Последнее целиком относилось к моему приятелю. Мать Вани не по воле родителей вышла замуж за казака и стала вдовой, не успев попользоваться казачьими правами, за что и терпела теперь упреки отца.

– Кизячка, ну, много паев у тебя? – издевался дед Катигробов над дочерью, когда та приходила к нему за помощью.

В недавнем прошлом дед Катигроб, как сокращенно называли его в хуторе, слыл отчаянным озорником и пьяницей. Как-то он прокутил в городе не только заработок всей артели, но и весь свой плотницкий инструмент. После этого ходил по хутору и, стучась в калитки и окна зажиточных хозяев, не просил, а требовал:

– А ну-ка, подайте Катигробу на топор!

Помнится, он собрал нужную сумму и купил не только топор, но и весь, какой требовалось, инструмент.

Ваня Рогов боялся деда больше, чем матери, ибо он, взяв на себя обязанность главного воспитателя, был не в меру щедр на затрещины и подзатыльники.

К нашему обоюдному удовольствию, старика не оказалось дома. Была только бабка, широкоплечая, громадного роста старуха, прозванная почему-то Ермачихой.
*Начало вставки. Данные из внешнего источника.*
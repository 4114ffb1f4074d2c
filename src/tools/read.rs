//! Text extraction tools.

use schemars::JsonSchema;
use serde::{Deserialize, Serialize};

use crate::document::PdfDocument;
use crate::error::Result;

/// Text of a single page.
#[derive(Debug, Serialize, JsonSchema)]
pub struct PageText {
    /// Page number (1-indexed).
    pub page_number: u32,
    /// Extracted plain text; empty if the page has none.
    pub text: String,
}

// ============== Read PDF Text ==============

/// Parameters for reading a range of pages.
#[derive(Debug, Deserialize, JsonSchema)]
pub struct ReadPdfTextParams {
    /// Path to the PDF file.
    pub file_path: String,
    /// First page to read (1-indexed, default 1).
    #[serde(default = "default_start_page")]
    pub start_page: u32,
    /// Last page to read (1-indexed, inclusive). Defaults to the last page.
    #[serde(default)]
    pub end_page: Option<u32>,
}

fn default_start_page() -> u32 {
    1
}

/// Result of reading a page range.
#[derive(Debug, Serialize, JsonSchema)]
pub struct ReadPdfTextResult {
    pub file_name: String,
    pub total_pages: u32,
    pub start_page: u32,
    pub end_page: u32,
    /// One entry per requested page, in ascending order.
    pub pages: Vec<PageText>,
}

/// Read the text of pages `start_page..=end_page`.
pub fn read_pdf_text(params: ReadPdfTextParams) -> Result<ReadPdfTextResult> {
    let doc = PdfDocument::open(&params.file_path)?;
    let range = doc.validate_range(params.start_page, params.end_page)?;

    let pages = range
        .clone()
        .map(|page_number| {
            Ok(PageText {
                page_number,
                text: doc.page_text(page_number)?,
            })
        })
        .collect::<Result<Vec<_>>>()?;

    Ok(ReadPdfTextResult {
        file_name: doc.file_name(),
        total_pages: doc.page_count(),
        start_page: *range.start(),
        end_page: *range.end(),
        pages,
    })
}

// ============== Read PDF Page ==============

/// Parameters for reading one page.
#[derive(Debug, Deserialize, JsonSchema)]
pub struct ReadPdfPageParams {
    /// Path to the PDF file.
    pub file_path: String,
    /// Page to read (1-indexed).
    pub page_number: u32,
}

/// Result of reading one page.
#[derive(Debug, Serialize, JsonSchema)]
pub struct ReadPdfPageResult {
    pub file_name: String,
    pub total_pages: u32,
    pub page_number: u32,
    pub text: String,
}

/// Read the text of a single page.
pub fn read_pdf_page(params: ReadPdfPageParams) -> Result<ReadPdfPageResult> {
    let doc = PdfDocument::open(&params.file_path)?;
    let text = doc.page_text(params.page_number)?;

    Ok(ReadPdfPageResult {
        file_name: doc.file_name(),
        total_pages: doc.page_count(),
        page_number: params.page_number,
        text,
    })
}
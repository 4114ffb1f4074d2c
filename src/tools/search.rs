//! Full-document text search tool.

use schemars::JsonSchema;
use serde::{Deserialize, Serialize};

use crate::document::PdfDocument;
use crate::error::Result;
use crate::search::{search_document, SearchMatch};
use crate::state::ServerState;

// ============== Search PDF Text ==============

/// Parameters for searching a document.
#[derive(Debug, Deserialize, JsonSchema)]
pub struct SearchPdfTextParams {
    /// Path to the PDF file.
    pub file_path: String,
    /// Text to search for.
    pub query: String,
    /// Match case exactly (default false).
    #[serde(default)]
    pub case_sensitive: bool,
}

/// Result of a document search.
#[derive(Debug, Serialize, JsonSchema)]
pub struct SearchPdfTextResult {
    pub file_name: String,
    pub query: String,
    pub total_results: usize,
    /// Whether the search stopped at `max_search_results`. Matches skipped by
    /// the per-page cap do not count.
    pub truncated: bool,
    /// Matches ordered by page, then by offset within the page.
    pub matches: Vec<SearchMatch>,
}

/// Search every page of a PDF for `query`.
///
/// No matches (or an empty query) is a successful, empty result.
pub fn search_pdf_text(
    state: &ServerState,
    params: SearchPdfTextParams,
) -> Result<SearchPdfTextResult> {
    let doc = PdfDocument::open(&params.file_path)?;

    let outcome = if params.query.is_empty() {
        Default::default()
    } else {
        let options = state.search_options().case_sensitive(params.case_sensitive);
        search_document(&doc, &params.query, &options)?
    };

    tracing::debug!(
        file = %params.file_path,
        query = %params.query,
        results = outcome.matches.len(),
        "Searched PDF"
    );

    Ok(SearchPdfTextResult {
        file_name: doc.file_name(),
        query: params.query,
        total_results: outcome.matches.len(),
        truncated: outcome.truncated,
        matches: outcome.matches,
    })
}
//! Read-only state shared by every tool call.

use std::sync::Arc;

use crate::config::Config;
use crate::search::SearchOptions;
use crate::viewer::{Launcher, Platform, SystemLauncher, ViewerResolver};

/// Configuration, viewer resolution and process launching.
///
/// Built once at startup and never mutated; cloning is cheap.
#[derive(Clone)]
pub struct ServerState {
    config: Arc<Config>,
    resolver: ViewerResolver,
    launcher: Arc<dyn Launcher>,
}

impl Default for ServerState {
    fn default() -> Self {
        Self::new(Config::default())
    }
}

impl ServerState {
    /// State for the current platform that launches real processes.
    pub fn new(config: Config) -> Self {
        Self::with_launcher(config, Platform::current(), Arc::new(SystemLauncher))
    }

    /// State with an explicit platform and launcher.
    pub fn with_launcher(config: Config, platform: Platform, launcher: Arc<dyn Launcher>) -> Self {
        let resolver = ViewerResolver::new(&config, platform);
        Self {
            config: Arc::new(config),
            resolver,
            launcher,
        }
    }

    pub fn config(&self) -> &Config {
        &self.config
    }

    pub fn resolver(&self) -> &ViewerResolver {
        &self.resolver
    }

    pub fn launcher(&self) -> &dyn Launcher {
        self.launcher.as_ref()
    }

    /// Search options derived from the configuration.
    pub fn search_options(&self) -> SearchOptions {
        SearchOptions::from_config(&self.config)
    }
}
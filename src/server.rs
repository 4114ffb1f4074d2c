//! MCP server implementation with tool routing.

use rmcp::model::{
    CallToolRequestParams, CallToolResult, Content, Implementation, InitializeResult,
    ListToolsResult, PaginatedRequestParams, ServerCapabilities, Tool,
};
use rmcp::service::RequestContext;
use rmcp::{ErrorData as McpError, ServerHandler};
use serde::de::DeserializeOwned;
use serde::Serialize;
use serde_json::{Map, Value};
use std::borrow::Cow;
use std::sync::Arc;

use crate::config::Config;
use crate::error::Result;
use crate::state::ServerState;
use crate::tools;

/// PDF Navigator MCP Server.
///
/// Reads and searches PDFs and opens them in an external viewer.
pub struct NavigatorServer {
    state: ServerState,
}

impl NavigatorServer {
    /// Create a server with the given configuration.
    pub fn new(config: Config) -> Self {
        Self::with_state(ServerState::new(config))
    }

    /// Create a server around prepared state.
    pub fn with_state(state: ServerState) -> Self {
        Self { state }
    }

    pub fn state(&self) -> &ServerState {
        &self.state
    }

    fn make_tool(name: &str, description: &str, schema: Value) -> Tool {
        Tool {
            name: Cow::Owned(name.to_string()),
            title: None,
            description: Some(Cow::Owned(description.to_string())),
            input_schema: Arc::new(serde_json::from_value(schema).unwrap_or_default()),
            output_schema: None,
            annotations: None,
            icons: None,
            meta: None,
        }
    }

    /// Tool declarations advertised to clients.
    pub fn tools() -> Vec<Tool> {
        let file_path = serde_json::json!({
            "type": "string",
            "description": "Path to the PDF file"
        });

        vec![
            Self::make_tool(
                "read_pdf_text",
                "Read text content from a range of PDF pages. Returns one entry per page, including pages without text.",
                serde_json::json!({
                    "type": "object",
                    "properties": {
                        "file_path": file_path,
                        "start_page": { "type": "integer", "minimum": 1, "default": 1, "description": "First page (1-indexed)" },
                        "end_page": { "type": "integer", "minimum": 1, "description": "Last page (1-indexed, inclusive). Defaults to the last page." }
                    },
                    "required": ["file_path"]
                }),
            ),
            Self::make_tool(
                "read_pdf_page",
                "Read text content from a single PDF page.",
                serde_json::json!({
                    "type": "object",
                    "properties": {
                        "file_path": file_path,
                        "page_number": { "type": "integer", "minimum": 1, "description": "Page number (1-indexed)" }
                    },
                    "required": ["file_path", "page_number"]
                }),
            ),
            Self::make_tool(
                "get_pdf_structure",
                "Get the table of contents (with nesting level and target page) and a short summary of each page.",
                serde_json::json!({
                    "type": "object",
                    "properties": {
                        "file_path": file_path
                    },
                    "required": ["file_path"]
                }),
            ),
            Self::make_tool(
                "get_pdf_info",
                "Get PDF metadata (title, author, subject, keywords, creator, producer, dates) and page count.",
                serde_json::json!({
                    "type": "object",
                    "properties": {
                        "file_path": file_path
                    },
                    "required": ["file_path"]
                }),
            ),
            Self::make_tool(
                "search_pdf_text",
                "Search for text in a PDF. Returns matches ordered by page, then position, each with page number, character offset and surrounding context.",
                serde_json::json!({
                    "type": "object",
                    "properties": {
                        "file_path": file_path,
                        "query": { "type": "string", "description": "Text to search for" },
                        "case_sensitive": { "type": "boolean", "default": false }
                    },
                    "required": ["file_path", "query"]
                }),
            ),
            Self::make_tool(
                "open_pdf_page",
                "Open a PDF in the configured external viewer at a specific page.",
                serde_json::json!({
                    "type": "object",
                    "properties": {
                        "file_path": file_path,
                        "page_number": { "type": "integer", "minimum": 1, "description": "Page to open (1-indexed)" }
                    },
                    "required": ["file_path", "page_number"]
                }),
            ),
            Self::make_tool(
                "search_and_open",
                "Search for text in a PDF and open the external viewer at the page of the chosen match.",
                serde_json::json!({
                    "type": "object",
                    "properties": {
                        "file_path": file_path,
                        "query": { "type": "string", "description": "Text to search for" },
                        "result_index": { "type": "integer", "minimum": 1, "default": 1, "description": "Which match to open (1-indexed, as listed by search_pdf_text)" },
                        "case_sensitive": { "type": "boolean", "default": false }
                    },
                    "required": ["file_path", "query"]
                }),
            ),
        ]
    }

    /// Run a tool by name and serialize its result.
    ///
    /// `Err` means the request itself was malformed; tool failures are
    /// reported inside the returned `Result`.
    pub fn dispatch(
        &self,
        name: &str,
        args: Map<String, Value>,
    ) -> std::result::Result<Result<String>, McpError> {
        let state = &self.state;
        let result = match name {
            "read_pdf_text" => to_json(tools::read_pdf_text(parse(args)?)),
            "read_pdf_page" => to_json(tools::read_pdf_page(parse(args)?)),
            "get_pdf_structure" => to_json(tools::get_pdf_structure(parse(args)?)),
            "get_pdf_info" => to_json(tools::get_pdf_info(parse(args)?)),
            "search_pdf_text" => to_json(tools::search_pdf_text(state, parse(args)?)),
            "open_pdf_page" => to_json(tools::open_pdf_page(state, parse(args)?)),
            "search_and_open" => to_json(tools::search_and_open(state, parse(args)?)),
            _ => return Err(McpError::invalid_params(format!("Unknown tool: {}", name), None)),
        };
        Ok(result)
    }
}

fn parse<T: DeserializeOwned>(args: Map<String, Value>) -> std::result::Result<T, McpError> {
    serde_json::from_value(Value::Object(args))
        .map_err(|e| McpError::invalid_params(e.to_string(), None))
}

fn to_json<T: Serialize>(result: Result<T>) -> Result<String> {
    Ok(serde_json::to_string(&result?)?)
}

impl Default for NavigatorServer {
    fn default() -> Self {
        Self::new(Config::default())
    }
}

impl ServerHandler for NavigatorServer {
    fn get_info(&self) -> InitializeResult {
        InitializeResult {
            protocol_version: Default::default(),
            server_info: Implementation {
                name: "pdf-navigator-mcp".to_string(),
                title: Some("PDF Navigator MCP Server".to_string()),
                version: env!("CARGO_PKG_VERSION").to_string(),
                icons: None,
                website_url: None,
            },
            instructions: Some(
                "PDF reading, search and navigation server. \
                 All page numbers are 1-indexed. \
                 Use search_pdf_text to find passages, read_pdf_text or read_pdf_page to read them, \
                 and get_pdf_structure for the table of contents. \
                 open_pdf_page and search_and_open show a page to the user in their PDF viewer; \
                 search_and_open's result_index refers to the numbering of search_pdf_text matches, starting at 1."
                    .to_string(),
            ),
            capabilities: ServerCapabilities::builder().enable_tools().build(),
        }
    }

    fn list_tools(
        &self,
        _request: Option<PaginatedRequestParams>,
        _context: RequestContext<rmcp::service::RoleServer>,
    ) -> impl std::future::Future<Output = std::result::Result<ListToolsResult, McpError>> + Send + '_
    {
        async move {
            Ok(ListToolsResult {
                tools: Self::tools(),
                next_cursor: None,
                meta: None,
            })
        }
    }

    fn call_tool(
        &self,
        request: CallToolRequestParams,
        _context: RequestContext<rmcp::service::RoleServer>,
    ) -> impl std::future::Future<Output = std::result::Result<CallToolResult, McpError>> + Send + '_
    {
        let name = request.name.clone();
        let args = request.arguments.clone().unwrap_or_default();

        async move {
            tracing::debug!(tool = %name, "Tool call");

            match self.dispatch(&name, args)? {
                Ok(json) => Ok(CallToolResult::success(vec![Content::text(json)])),
                Err(e) => {
                    tracing::warn!(tool = %name, error = %e, "Tool call failed");
                    Ok(CallToolResult::error(vec![Content::text(e.to_string())]))
                }
            }
        }
    }
}
//! MCP tool implementations.

pub mod navigate;
pub mod read;
pub mod search;
pub mod structure;

// Re-export common types
pub use navigate::*;
pub use read::*;
pub use search::*;
pub use structure::*;
//! PDF Navigator MCP Server entry point.
//!
//! This binary starts the MCP server using STDIO transport.

use pdf_navigator_mcp::{Config, NavigatorServer};
use rmcp::ServiceExt;
use tracing_subscriber::{layer::SubscriberExt, util::SubscriberInitExt};

#[tokio::main]
async fn main() -> anyhow::Result<()> {
    // Initialize logging to stderr (important for STDIO transport)
    tracing_subscriber::registry()
        .with(
            tracing_subscriber::EnvFilter::try_from_default_env()
                .unwrap_or_else(|_| "pdf_navigator_mcp=info".into()),
        )
        .with(tracing_subscriber::fmt::layer().with_writer(std::io::stderr))
        .init();

    tracing::info!("Starting PDF Navigator MCP Server v{}", env!("CARGO_PKG_VERSION"));

    let config = Config::load_default();
    let server = NavigatorServer::new(config);

    // Serve over STDIO
    let service = server.serve(rmcp::transport::stdio()).await?;

    // Wait for the service to complete
    service.waiting().await?;

    tracing::info!("PDF Navigator MCP Server stopped");
    Ok(())
}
Ваня повел меня не в ошелеванный красными досками флигель, а в глубь двора, где возвышалась такая же красностенная кухня с пристройкой. В полутемном сарае хорошо пахло сосновой стружкой, стояли длинные верстаки и плотничьи козлы, на стене развешаны топоры, рубанки, фуганки, пилы всех видов.

Ваня влез на верстак, оседлал перекладину, засунул руку в темную щель между камышовой крышей и каменной стеной.

– Погляди в окошко – не идет ли кто, – многозначительно приглушенным голосом приказал он мне.

Я выглянул во двор – там никого не было.

Ваня таинственно кинул мне:

– Главное, чтобы дед не нагрянул. Тогда нам погибель: убьет! Ох, и злющий у меня дедуга!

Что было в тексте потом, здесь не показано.